In 2020, coronavirus disease 2019 (COVID-19) presented the largest public health crisis in
over a century. Healthcare workers had to learn how to treat and manage patients with
COVID-2019 without overwhelming health systems. They were faced with both evidence-
based and non-evidence-based treatment recommendations. Simultaneously, public health
interventions aimed to reduce transmission in the population and protect those most
vulnerable. In this evolving context, we wanted to know whether clinicians were able to
adapt their clinical practice.

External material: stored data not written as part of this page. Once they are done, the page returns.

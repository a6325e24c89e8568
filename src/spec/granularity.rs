//! Granularity specs of ingestion and compaction tasks.

use serde::Serialize;

use crate::collection::IntervalCollection;
use crate::types::Granularity;

#[derive(Debug, Clone, PartialEq, Serialize)]
#[serde(rename_all = "camelCase")]
pub struct UniformGranularity {
    pub segment_granularity: Granularity,
    pub query_granularity: Granularity,
    pub rollup: bool,
    pub intervals: IntervalCollection,
}

#[derive(Debug, Clone, PartialEq, Serialize)]
#[serde(rename_all = "camelCase")]
pub struct ArbitraryGranularity {
    pub query_granularity: Granularity,
    pub rollup: bool,
    pub intervals: IntervalCollection,
}

/// How ingested rows are bucketed into segments and rolled up.
#[derive(Debug, Clone, PartialEq, Serialize)]
#[serde(tag = "type", rename_all = "lowercase")]
pub enum GranularitySpec {
    Uniform(UniformGranularity),
    Arbitrary(ArbitraryGranularity),
}

impl GranularitySpec {
    pub fn uniform(
        segment_granularity: Granularity,
        query_granularity: Granularity,
        rollup: bool,
        intervals: IntervalCollection,
    ) -> Self {
        GranularitySpec::Uniform(UniformGranularity {
            segment_granularity,
            query_granularity,
            rollup,
            intervals,
        })
    }

    pub fn arbitrary(query_granularity: Granularity, rollup: bool, intervals: IntervalCollection) -> Self {
        GranularitySpec::Arbitrary(ArbitraryGranularity {
            query_granularity,
            rollup,
            intervals,
        })
    }

    pub fn intervals(&self) -> &IntervalCollection {
        match self {
            GranularitySpec::Uniform(g) => &g.intervals,
            GranularitySpec::Arbitrary(g) => &g.intervals,
        }
    }

    pub fn query_granularity(&self) -> Granularity {
        match self {
            GranularitySpec::Uniform(g) => g.query_granularity,
            GranularitySpec::Arbitrary(g) => g.query_granularity,
        }
    }
}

We also wanted to examine patient outcomes associated with
these changes.
We used data from 46 sites in 8 provinces collected in the CCEDRRN registry and
compared treatments and outcomes of 3,336 patients who presented during wave 1 (before
June 30, 2020) with 6,631 patients who presented in wave 2 (after July 1, 2020). We were able
to adjust for important baseline differences between these patient groups, which would have
made the comparison of groups unequal.
Our results showed that clinicians incorporated the use of steroids into clinical practice very
quickly and abandoned the use of unproven therapies thought to be harmful. Fewer patients
were intubated and placed on mechanical ventilators in wave 2, and fewer needed to be
admitted to hospital or to critical care. Overall, we found that clinicians were able to make
these changes safely, without more patients dying.
Ultimately, this study speaks to great advances taken in the ED treatment of patients with COVID-19, and how these strategies create health system efficiencies without compromising patient outcomes. I’m excited to ride this positive perspective on COVID-19, and looking forward to seeing more from the CCEDRRN through the rest of 2022.